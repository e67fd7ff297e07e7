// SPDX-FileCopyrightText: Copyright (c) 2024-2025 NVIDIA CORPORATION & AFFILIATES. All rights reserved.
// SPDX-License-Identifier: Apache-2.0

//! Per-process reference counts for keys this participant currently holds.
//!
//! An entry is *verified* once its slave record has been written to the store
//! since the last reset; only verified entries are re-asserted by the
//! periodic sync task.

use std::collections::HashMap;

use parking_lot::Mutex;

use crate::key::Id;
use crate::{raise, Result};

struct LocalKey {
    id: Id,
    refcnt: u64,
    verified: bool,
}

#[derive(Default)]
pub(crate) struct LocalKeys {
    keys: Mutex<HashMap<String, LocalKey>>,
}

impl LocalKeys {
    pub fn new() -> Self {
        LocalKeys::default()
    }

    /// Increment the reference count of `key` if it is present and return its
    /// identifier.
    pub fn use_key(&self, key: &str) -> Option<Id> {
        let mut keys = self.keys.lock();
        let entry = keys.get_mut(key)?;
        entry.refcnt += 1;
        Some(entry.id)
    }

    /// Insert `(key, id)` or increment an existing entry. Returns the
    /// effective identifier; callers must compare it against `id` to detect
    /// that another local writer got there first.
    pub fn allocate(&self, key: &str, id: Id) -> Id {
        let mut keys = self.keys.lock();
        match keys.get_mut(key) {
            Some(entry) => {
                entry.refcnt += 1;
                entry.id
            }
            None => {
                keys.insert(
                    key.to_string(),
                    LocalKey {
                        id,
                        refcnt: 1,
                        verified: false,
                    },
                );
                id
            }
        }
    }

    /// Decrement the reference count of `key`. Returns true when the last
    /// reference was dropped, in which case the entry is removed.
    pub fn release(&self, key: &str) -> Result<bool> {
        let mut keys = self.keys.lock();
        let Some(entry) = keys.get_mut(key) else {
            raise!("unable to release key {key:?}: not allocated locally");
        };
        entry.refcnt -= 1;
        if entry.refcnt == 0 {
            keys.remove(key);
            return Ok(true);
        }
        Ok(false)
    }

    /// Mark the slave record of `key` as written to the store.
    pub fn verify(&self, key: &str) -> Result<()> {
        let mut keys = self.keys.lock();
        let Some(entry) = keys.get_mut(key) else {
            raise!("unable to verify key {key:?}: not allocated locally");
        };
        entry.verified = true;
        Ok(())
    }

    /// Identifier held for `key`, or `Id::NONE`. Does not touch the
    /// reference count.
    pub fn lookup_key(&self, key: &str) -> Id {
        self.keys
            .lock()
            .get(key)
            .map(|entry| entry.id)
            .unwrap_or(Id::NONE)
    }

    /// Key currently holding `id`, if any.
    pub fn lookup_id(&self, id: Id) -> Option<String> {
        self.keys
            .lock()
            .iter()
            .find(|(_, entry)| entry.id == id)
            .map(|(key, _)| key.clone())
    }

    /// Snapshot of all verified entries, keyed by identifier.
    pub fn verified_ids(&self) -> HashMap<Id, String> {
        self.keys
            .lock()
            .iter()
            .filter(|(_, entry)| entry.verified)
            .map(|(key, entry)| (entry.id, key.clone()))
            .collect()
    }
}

=-=-=

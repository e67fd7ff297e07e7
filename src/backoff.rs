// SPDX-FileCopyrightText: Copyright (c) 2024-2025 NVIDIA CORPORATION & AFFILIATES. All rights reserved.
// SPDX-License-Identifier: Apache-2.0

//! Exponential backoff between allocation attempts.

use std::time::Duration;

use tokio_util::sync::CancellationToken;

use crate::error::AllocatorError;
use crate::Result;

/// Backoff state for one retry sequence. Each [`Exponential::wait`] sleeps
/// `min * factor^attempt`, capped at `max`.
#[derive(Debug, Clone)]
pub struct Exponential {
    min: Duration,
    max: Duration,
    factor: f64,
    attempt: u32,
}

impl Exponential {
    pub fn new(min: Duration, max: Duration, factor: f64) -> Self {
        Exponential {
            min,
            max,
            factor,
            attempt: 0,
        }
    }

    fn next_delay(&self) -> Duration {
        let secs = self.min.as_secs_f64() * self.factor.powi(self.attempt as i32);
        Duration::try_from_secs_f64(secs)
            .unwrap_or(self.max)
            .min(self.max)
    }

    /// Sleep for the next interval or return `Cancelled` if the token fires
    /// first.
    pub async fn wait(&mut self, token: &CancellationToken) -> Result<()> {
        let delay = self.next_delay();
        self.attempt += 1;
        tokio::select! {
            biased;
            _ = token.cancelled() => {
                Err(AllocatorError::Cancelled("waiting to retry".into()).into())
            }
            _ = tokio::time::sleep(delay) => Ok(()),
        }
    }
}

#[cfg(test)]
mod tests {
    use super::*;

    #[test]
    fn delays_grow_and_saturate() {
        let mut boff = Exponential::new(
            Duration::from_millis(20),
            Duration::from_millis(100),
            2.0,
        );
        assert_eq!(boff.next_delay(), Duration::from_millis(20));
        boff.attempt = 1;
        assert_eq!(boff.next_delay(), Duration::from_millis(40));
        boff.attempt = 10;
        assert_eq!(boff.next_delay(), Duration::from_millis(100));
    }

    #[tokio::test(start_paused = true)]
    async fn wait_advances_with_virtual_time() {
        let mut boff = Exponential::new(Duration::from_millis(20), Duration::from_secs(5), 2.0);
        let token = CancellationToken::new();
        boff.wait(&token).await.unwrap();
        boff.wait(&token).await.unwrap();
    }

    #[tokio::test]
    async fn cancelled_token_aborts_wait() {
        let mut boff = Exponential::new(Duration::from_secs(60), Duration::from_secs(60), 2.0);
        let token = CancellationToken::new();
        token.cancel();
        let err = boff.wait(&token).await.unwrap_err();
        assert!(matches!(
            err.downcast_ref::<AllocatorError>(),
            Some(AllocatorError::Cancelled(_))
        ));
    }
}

=-=-=

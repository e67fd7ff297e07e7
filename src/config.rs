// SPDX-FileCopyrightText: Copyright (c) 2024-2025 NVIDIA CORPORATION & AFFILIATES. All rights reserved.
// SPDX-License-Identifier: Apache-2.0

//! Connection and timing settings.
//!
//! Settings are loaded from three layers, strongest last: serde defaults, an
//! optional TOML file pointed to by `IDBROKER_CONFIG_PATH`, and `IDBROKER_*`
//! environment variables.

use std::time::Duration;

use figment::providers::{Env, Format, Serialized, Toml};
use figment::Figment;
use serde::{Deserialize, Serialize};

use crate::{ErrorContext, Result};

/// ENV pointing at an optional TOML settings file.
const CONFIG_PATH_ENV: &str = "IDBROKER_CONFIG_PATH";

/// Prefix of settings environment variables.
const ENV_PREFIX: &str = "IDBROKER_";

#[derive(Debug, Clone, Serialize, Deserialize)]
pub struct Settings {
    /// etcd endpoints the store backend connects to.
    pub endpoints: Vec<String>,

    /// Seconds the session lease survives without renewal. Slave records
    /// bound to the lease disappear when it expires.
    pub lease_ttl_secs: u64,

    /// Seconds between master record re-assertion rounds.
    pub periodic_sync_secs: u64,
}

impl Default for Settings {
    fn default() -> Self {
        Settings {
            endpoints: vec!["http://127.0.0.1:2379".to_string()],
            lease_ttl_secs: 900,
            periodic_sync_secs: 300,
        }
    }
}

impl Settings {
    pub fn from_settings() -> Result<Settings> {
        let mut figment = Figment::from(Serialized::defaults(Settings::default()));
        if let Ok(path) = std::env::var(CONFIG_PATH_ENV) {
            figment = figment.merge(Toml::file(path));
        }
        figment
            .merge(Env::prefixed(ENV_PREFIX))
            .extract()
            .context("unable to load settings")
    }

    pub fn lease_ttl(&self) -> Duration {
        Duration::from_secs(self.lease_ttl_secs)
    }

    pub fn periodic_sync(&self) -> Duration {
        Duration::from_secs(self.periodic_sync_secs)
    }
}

=-=-=

Please report all lines in the entries where "unable" appears.

**OUTPUT BELOW:**
            raise!("unable to release key {key:?}: not allocated locally");
            raise!("unable to verify key {key:?}: not allocated locally");
            .context("unable to load settings")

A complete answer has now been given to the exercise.